The unionized newsroom at the Los Angeles Times, which is owned by doctor and biotech entrepreneur Patrick Soon-Shiong, agreed to pay cuts for hundreds of staffers earlier this month. Time magazine owner Marc Benioff, the founder of Salesforce, pledged in March that there would be no layoffs for three months.
Emerson Collective did not immediately respond to a request for comment. But news of the layoffs prompted some head-scratching among journalists who wondered why a philanthropist who Forbes estimates to be worth $19 billion cannot save jobs.
Counterpoint: Revenue loss from the coronavirus is an extreme event, not a sign of a money-losing operation. The exact type of situation where having an owner with deep pockets is supposed to be a benefit https://t.co/9g7rhkeCOL
Atlantic subscription: $60, or .06% of median net worth of US household ($97K).

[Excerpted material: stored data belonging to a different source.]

use std::fmt;

#[derive(Debug, PartialEq, Clone, Copy)]
pub enum Number {
    Integer(i64),
    Float(f64),
}

impl Number {
    pub fn negate(self) -> Self {
        match self {
            Number::Integer(value) => match value.checked_neg() {
                Some(value) => Number::Integer(value),
                None => Number::Float(-(value as f64)),
            },
            Number::Float(value) => Number::Float(-value),
        }
    }
}

impl fmt::Display for Number {
    fn fmt(&self, f: &mut fmt::Formatter) -> fmt::Result {
        match self {
            Number::Integer(value) => write!(f, "{}", value),
            Number::Float(value) => write!(f, "{}", value),
        }
    }
}

#[derive(Debug, PartialEq, Clone)]
pub enum Token {
    Quit,
    Id(String),
    Assign,

    Plus,
    Minus,
    Multiply,
    Divide,

    Eq,
    Neq,
    Ge,
    Le,
    Lt,
    Gt,

    Num(Number),
    Semi,
    Comment(String),
    LParen,
    RParen,
    Bool(bool),
}

/// Payload-free tag of a [`Token`], used by the lexer rule table and by
/// parser diagnostics.
#[derive(Debug, PartialEq, Eq, Clone, Copy)]
pub enum TokenKind {
    Quit,
    Id,
    Assign,
    Plus,
    Minus,
    Multiply,
    Divide,
    Eq,
    Neq,
    Ge,
    Le,
    Lt,
    Gt,
    Num,
    Semi,
    Comment,
    LParen,
    RParen,
    Bool,
}

impl Token {
    pub fn kind(&self) -> TokenKind {
        match self {
            Token::Quit => TokenKind::Quit,
            Token::Id(_) => TokenKind::Id,
            Token::Assign => TokenKind::Assign,
            Token::Plus => TokenKind::Plus,
            Token::Minus => TokenKind::Minus,
            Token::Multiply => TokenKind::Multiply,
            Token::Divide => TokenKind::Divide,
            Token::Eq => TokenKind::Eq,
            Token::Neq => TokenKind::Neq,
            Token::Ge => TokenKind::Ge,
            Token::Le => TokenKind::Le,
            Token::Lt => TokenKind::Lt,
            Token::Gt => TokenKind::Gt,
            Token::Num(_) => TokenKind::Num,
            Token::Semi => TokenKind::Semi,
            Token::Comment(_) => TokenKind::Comment,
            Token::LParen => TokenKind::LParen,
            Token::RParen => TokenKind::RParen,
            Token::Bool(_) => TokenKind::Bool,
        }
    }

    pub fn is(&self, kind: TokenKind) -> bool {
        self.kind() == kind
    }
}

impl fmt::Display for Token {
    fn fmt(&self, f: &mut fmt::Formatter) -> fmt::Result {
        match self {
            Token::Id(name) => write!(f, "{}", name),
            Token::Num(value) => write!(f, "{}", value),
            Token::Comment(text) => write!(f, "// {}", text),
            Token::Bool(value) => write!(f, "{}", value),
            token => write!(f, "{}", token.kind()),
        }
    }
}

impl fmt::Display for TokenKind {
    fn fmt(&self, f: &mut fmt::Formatter) -> fmt::Result {
        match self {
            TokenKind::Quit => write!(f, "quit"),
            TokenKind::Id => write!(f, "identifier"),
            TokenKind::Assign => write!(f, ":="),
            TokenKind::Plus => write!(f, "+"),
            TokenKind::Minus => write!(f, "-"),
            TokenKind::Multiply => write!(f, "*"),
            TokenKind::Divide => write!(f, "/"),
            TokenKind::Eq => write!(f, "="),
            TokenKind::Neq => write!(f, "<>"),
            TokenKind::Ge => write!(f, ">="),
            TokenKind::Le => write!(f, "<="),
            TokenKind::Lt => write!(f, "<"),
            TokenKind::Gt => write!(f, ">"),
            TokenKind::Num => write!(f, "number"),
            TokenKind::Semi => write!(f, ";"),
            TokenKind::Comment => write!(f, "comment"),
            TokenKind::LParen => write!(f, "("),
            TokenKind::RParen => write!(f, ")"),
            TokenKind::Bool => write!(f, "boolean"),
        }
    }
}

Laurene Powell Jobs net worth: $26.8b.
Atlantic staffer cost ~$120K, or .0004% of LPJ's net worth.
Median US house buying a sub is the same as LPJ spending $10.7m.

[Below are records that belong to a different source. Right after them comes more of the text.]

//! Fold region types

use crate::utils::{SourceMap, Span};
use serde::{Deserialize, Serialize};

/// Span between a `{` and its matching `}`
#[derive(Debug, Clone, Copy, PartialEq, Eq, Hash, Serialize, Deserialize)]
pub struct FoldRegion {
    /// Byte offset of the opening brace
    pub open: usize,
    /// Byte offset of the closing brace; `None` while the region is unterminated
    pub close: Option<usize>,
    /// Nesting depth, 0 for outermost
    pub depth: usize,
}

/// 1-based line extent of a region
#[derive(Debug, Clone, Copy, PartialEq, Eq, Serialize, Deserialize)]
pub struct LineRange {
    pub start_line: u32,
    /// `None` for unterminated regions
    pub end_line: Option<u32>,
}

impl FoldRegion {
    pub fn is_closed(&self) -> bool {
        self.close.is_some()
    }

    /// Whether `offset` falls between the braces, inclusive of both
    pub fn contains(&self, offset: usize) -> bool {
        offset >= self.open && self.close.map_or(true, |close| offset <= close)
    }

    /// Span covering both braces; unterminated regions extend to `buffer_len`
    pub fn span(&self, buffer_len: usize) -> Span {
        let end = self.close.map(|close| close + 1).unwrap_or(buffer_len);
        Span::from_offsets(self.open, end.max(self.open))
    }

    /// Text between the braces, exclusive of both
    pub fn inner_text<'a>(&self, text: &'a str) -> &'a str {
        let start = (self.open + 1).min(text.len());
        let end = self.close.unwrap_or(text.len()).max(start);
        &text[start..end]
    }

    pub fn line_range(&self, map: &SourceMap<'_>) -> LineRange {
        LineRange {
            start_line: map.line_of(self.open),
            end_line: self.close.map(|close| map.line_of(close)),
        }
    }

    /// Line-based hosts can only fold regions that end on a later line.
    /// Unterminated regions fold to the end of the buffer.
    pub fn is_foldable_on_lines(&self, map: &SourceMap<'_>) -> bool {
        let range = self.line_range(map);
        let end_line = range.end_line.unwrap_or(map.line_count() as u32);
        end_line > range.start_line
    }

    pub fn as_pair(&self) -> (usize, Option<usize>) {
        (self.open, self.close)
    }
}

/// Result of one fold scan
#[derive(Debug, Clone, Default, PartialEq, Eq, Serialize, Deserialize)]
pub struct FoldScan {
    /// Regions in document order (sorted by opening offset)
    pub(crate) regions: Vec<FoldRegion>,
    /// Offsets of `}` characters with no open region to close
    pub(crate) unbalanced: Vec<usize>,
}

impl FoldScan {
    pub fn regions(&self) -> &[FoldRegion] {
        &self.regions
    }

    pub fn unbalanced(&self) -> &[usize] {
        &self.unbalanced
    }

    pub fn is_balanced(&self) -> bool {
        self.unbalanced.is_empty() && self.regions.iter().all(FoldRegion::is_closed)
    }

    pub fn closed_regions(&self) -> impl Iterator<Item = &FoldRegion> + '_ {
        self.regions.iter().filter(|r| r.is_closed())
    }

    pub fn open_regions(&self) -> impl Iterator<Item = &FoldRegion> + '_ {
        self.regions.iter().filter(|r| !r.is_closed())
    }

    pub fn max_depth(&self) -> Option<usize> {
        self.regions.iter().map(|r| r.depth).max()
    }

    /// Innermost region containing `offset`
    pub fn region_at(&self, offset: usize) -> Option<&FoldRegion> {
        // Document order means a later containing region is nested deeper
        self.regions.iter().rev().find(|r| r.contains(offset))
    }

    /// `(open_offset, close_offset_or_none)` pairs in document order
    pub fn pairs(&self) -> Vec<(usize, Option<usize>)> {
        self.regions.iter().map(FoldRegion::as_pair).collect()
    }
}

#[cfg(test)]
mod tests {
    use super::*;

    #[test]
    fn test_contains_and_span() {
        let closed = FoldRegion {
            open: 4,
            close: Some(9),
            depth: 0,
        };
        assert!(closed.contains(4));
        assert!(closed.contains(9));
        assert!(!closed.contains(10));
        assert_eq!(closed.span(20), Span::from_offsets(4, 10));

        let open = FoldRegion {
            open: 4,
            close: None,
            depth: 0,
        };
        assert!(open.contains(1000));
        assert_eq!(open.span(20), Span::from_offsets(4, 20));
    }

    #[test]
    fn test_inner_text() {
        let text = "DATA {1 2 3}";
        let region = FoldRegion {
            open: 5,
            close: Some(11),
            depth: 0,
        };
        assert_eq!(region.inner_text(text), "1 2 3");

        let unterminated = FoldRegion {
            open: 5,
            close: None,
            depth: 0,
        };
        assert_eq!(unterminated.inner_text(text), "1 2 3}");
    }

    #[test]
    fn test_line_foldability() {
        let text = "GROUP \"/\" {\n   DATA { 1 }\n}";
        let map = SourceMap::new(text);

        let outer = FoldRegion {
            open: 10,
            close: Some(26),
            depth: 0,
        };
        let inner = FoldRegion {
            open: 20,
            close: Some(24),
            depth: 1,
        };
        assert_eq!(
            outer.line_range(&map),
            LineRange {
                start_line: 1,
                end_line: Some(3)
            }
        );
        assert!(outer.is_foldable_on_lines(&map));
        assert!(!inner.is_foldable_on_lines(&map));
    }
}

I'm willing to match if she is! https://t.co/baa9AEs878
like i just don't understand this. what is the point in selling yourself to a billionaire if the end result is the exact same thing as if you hadn't, except now it's doubly worse because you *know* your owner could save you and they choose not to?

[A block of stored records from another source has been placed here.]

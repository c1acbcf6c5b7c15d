//! Host editor integration
//!
//! The classifier and fold scanner know nothing about any editor. A host
//! implements [`SyntaxHost`]; [`HostAdapter`] owns the immutable scanners and
//! pushes results into it. Hosts across a process boundary use
//! [`HostAdapter::scan_json`] instead.

pub mod output;
pub mod registration;

pub use output::ScanOutput;
pub use registration::ModeRegistration;

use crate::config::runtime::RuntimePreferences;
use crate::folding::{FoldScan, FoldScanner};
use crate::lexical::{Classifier, ClassifierError};
use crate::logging::{codes, Code};
use crate::tokens::ClassificationTag;
use crate::{log_debug, log_error, log_info, log_success};
use std::path::Path;

/// Host integration errors
#[derive(Debug, thiserror::Error)]
pub enum HostError {
    #[error("Host rejected mode '{mode}': {reason}")]
    RegistrationRejected { mode: String, reason: String },

    #[error("Failed to serialize scan output: {0}")]
    Serialization(#[from] serde_json::Error),

    #[error(transparent)]
    Classifier(#[from] ClassifierError),
}

impl HostError {
    pub fn error_code(&self) -> Code {
        match self {
            HostError::RegistrationRejected { .. } => codes::host::REGISTRATION_REJECTED,
            HostError::Serialization(_) => codes::host::SERIALIZATION_FAILED,
            HostError::Classifier(e) => e.error_code(),
        }
    }
}

/// Editor-side hooks
pub trait SyntaxHost {
    /// Associate the mode with the host's file and MIME tables
    fn register_mode(&mut self, registration: &ModeRegistration) -> Result<(), HostError>;

    /// Replace the buffer's styling with `tags`
    fn apply_tags(&mut self, tags: &[ClassificationTag]);

    /// Replace the buffer's fold regions
    fn apply_folds(&mut self, folds: &FoldScan);
}

/// Owns the scanners for one mode and drives a host with their results
#[derive(Debug, Clone)]
pub struct HostAdapter {
    classifier: Classifier,
    folds: FoldScanner,
    registration: ModeRegistration,
}

impl HostAdapter {
    pub fn new() -> Result<Self, HostError> {
        Self::with_preferences(&RuntimePreferences::default())
    }

    pub fn with_preferences(preferences: &RuntimePreferences) -> Result<Self, HostError> {
        let adapter = Self {
            classifier: Classifier::with_preferences(preferences.lexical.clone())?,
            folds: FoldScanner::with_preferences(preferences.folding.clone()),
            registration: ModeRegistration::h5dump(),
        };

        log_info!("Host adapter configured",
            "mode" => adapter.registration.name,
            "skip_quoted_strings" => preferences.folding.skip_quoted_strings,
            "large_buffer_threshold" => preferences.lexical.large_buffer_threshold
        );
        Ok(adapter)
    }

    pub fn classifier(&self) -> &Classifier {
        &self.classifier
    }

    pub fn fold_scanner(&self) -> &FoldScanner {
        &self.folds
    }

    pub fn registration(&self) -> &ModeRegistration {
        &self.registration
    }

    pub fn handles_path(&self, path: &Path) -> bool {
        self.registration.matches_path(path)
    }

    pub fn register<H: SyntaxHost + ?Sized>(&self, host: &mut H) -> Result<(), HostError> {
        match host.register_mode(&self.registration) {
            Ok(()) => {
                log_success!(codes::success::MODE_REGISTERED, "Mode registered",
                    "mode" => self.registration.name
                );
                Ok(())
            }
            Err(e) => {
                log_error!(e.error_code(), "Mode registration failed",
                    "mode" => self.registration.name,
                    "error" => &e
                );
                Err(e)
            }
        }
    }

    /// Classify and fold one buffer revision
    pub fn scan(&self, text: &str) -> ScanOutput {
        ScanOutput::new(self.classifier.tags(text), self.folds.scan(text))
    }

    /// Recompute everything for `text` and push it into the host
    pub fn refresh<H: SyntaxHost + ?Sized>(&self, host: &mut H, text: &str) {
        let tags = self.classifier.tags(text);
        let folds = self.folds.scan(text);
        log_debug!("Pushing scan results to host",
            "tags" => tags.len(),
            "folds" => folds.regions().len()
        );

        host.apply_tags(&tags);
        host.apply_folds(&folds);
    }

    pub fn scan_json(&self, text: &str) -> Result<String, HostError> {
        self.scan(text).to_json().map_err(|e| {
            log_error!(codes::host::SERIALIZATION_FAILED, "Scan output serialization failed",
                "error" => &e
            );
            HostError::from(e)
        })
    }
}

#[cfg(test)]
mod tests {
    use super::*;
    use assert_matches::assert_matches;

    #[derive(Default)]
    struct RecordingHost {
        modes: Vec<&'static str>,
        tags: Vec<ClassificationTag>,
        folds: Option<FoldScan>,
        reject: bool,
    }

    impl SyntaxHost for RecordingHost {
        fn register_mode(&mut self, registration: &ModeRegistration) -> Result<(), HostError> {
            if self.reject {
                return Err(HostError::RegistrationRejected {
                    mode: registration.name.to_string(),
                    reason: "mode already taken".to_string(),
                });
            }
            self.modes.push(registration.name);
            Ok(())
        }

        fn apply_tags(&mut self, tags: &[ClassificationTag]) {
            self.tags = tags.to_vec();
        }

        fn apply_folds(&mut self, folds: &FoldScan) {
            self.folds = Some(folds.clone());
        }
    }

    #[test]
    fn test_register_and_refresh() {
        let adapter = HostAdapter::new().unwrap();
        let mut host = RecordingHost::default();

        adapter.register(&mut host).unwrap();
        assert_eq!(host.modes, vec!["h5dump"]);

        adapter.refresh(&mut host, "GROUP \"/\" { DATASET \"d\" { } }");
        assert_eq!(host.tags.len(), 2);
        assert_eq!(host.folds.as_ref().map(|f| f.regions().len()), Some(2));

        // Rescans replace earlier results
        adapter.refresh(&mut host, "DATASET \"x\"");
        assert_eq!(host.tags.len(), 1);
        assert_eq!(host.folds.as_ref().map(|f| f.regions().len()), Some(0));
    }

    #[test]
    fn test_rejected_registration() {
        let adapter = HostAdapter::new().unwrap();
        let mut host = RecordingHost {
            reject: true,
            ..RecordingHost::default()
        };

        let err = adapter.register(&mut host).unwrap_err();
        assert_matches!(err, HostError::RegistrationRejected { .. });
        assert_eq!(err.error_code(), codes::host::REGISTRATION_REJECTED);
    }

    #[test]
    fn test_scan_json_round_trips() {
        let adapter = HostAdapter::new().unwrap();
        let json = adapter.scan_json("GROUP { } }").unwrap();
        let output = ScanOutput::from_json(&json).unwrap();

        assert_eq!(output, adapter.scan("GROUP { } }"));
        assert_eq!(output.unbalanced, vec![10]);
        assert!(json.contains(r#""class":"keyword""#));
    }

    #[test]
    fn test_dyn_host() {
        let adapter = HostAdapter::new().unwrap();
        let mut host = RecordingHost::default();
        let dyn_host: &mut dyn SyntaxHost = &mut host;
        adapter.refresh(dyn_host, "HDF5 \"f\" {}");
        assert_eq!(host.tags.len(), 1);
    }

    #[test]
    fn test_configuration_and_refresh_are_logged() {
        let memory = crate::logging::test_support::capture();
        let mut preferences = RuntimePreferences::default();
        preferences.lexical.large_buffer_threshold = 987_654;

        let adapter = HostAdapter::with_preferences(&preferences).unwrap();
        let mut host = RecordingHost::default();
        adapter.refresh(&mut host, "GROUP { DATA { } DATA { } DATA { } DATA { } DATA { } }");

        let events = memory.get_events();
        assert!(events.iter().any(|e| {
            e.level == crate::logging::LogLevel::Info
                && e.context.get("large_buffer_threshold").map(String::as_str) == Some("987654")
        }));
        assert!(events.iter().any(|e| {
            e.level == crate::logging::LogLevel::Debug
                && e.context.get("tags").map(String::as_str) == Some("6")
                && e.context.get("folds").map(String::as_str) == Some("6")
        }));
    }

    #[test]
    fn test_handles_path() {
        let adapter = HostAdapter::new().unwrap();
        assert!(adapter.handles_path(Path::new("out.h5dump")));
        assert!(!adapter.handles_path(Path::new("out.json")));
    }
}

Less than a year after Jobs’ acquired majority ownership, The Atlantic announced a 12- to 18-month expansion plan that included the addition of 100 staffers. The company had been profitable for the previous eight years.
The Atlantic’s coverage during the pandemic has received record readership for the company. The Atlantic science writer Ed Yong told CNN Business in April that his editorial mandate was to “swing big and take your time.” His story, “How The Pandemic Will End,” became one of the most read stories on the site.
In March, Bradley touted The Atlantic’s record traffic — 87 million unique visitors — and massive growth in subscriptions — 36,000 new subscribers. Since The Atlantic put up a paywall in September, it has acquired 160,000 subscribers, according to Thursday’s memo. Bradley said in the memo that the company plans to rely more on revenue directly from readership rather than advertisers, similar to The New York Times and The Washington Post.
But while readership and subscriptions have soared, The Atlantic’s in-person events businesses collapsed when the pandemic prompted shelter-at-home orders. That division, called AtlanticLIVE, produces multi-day events such as the annual The Atlantic Festival, which features panels with leaders in politics, business and entertainment, and one-day forums. It moved some of these events to the Internet, as other media companies did.
“In one week in March, maybe two, the ground fell out from under live events—live anything—worldwide. Of necessity, our events work went virtual,” Bradley wrote in Thursday’s memo. “It turns out, there is substantial room for original creation in a zoom-led frame on life; to begin, we are able to bring our writers into conversation with our readers — at a scale no hotel ballroom can match.”
He added in Thursday’s memo that The Atlantic’s strategy going forward is “speed” with the objective of reaching one million subscribers by December 2022. Bradley said the goal is, “Highly ambitious. Even bracing. This is the sound of shifting gears in our consumer strategy.”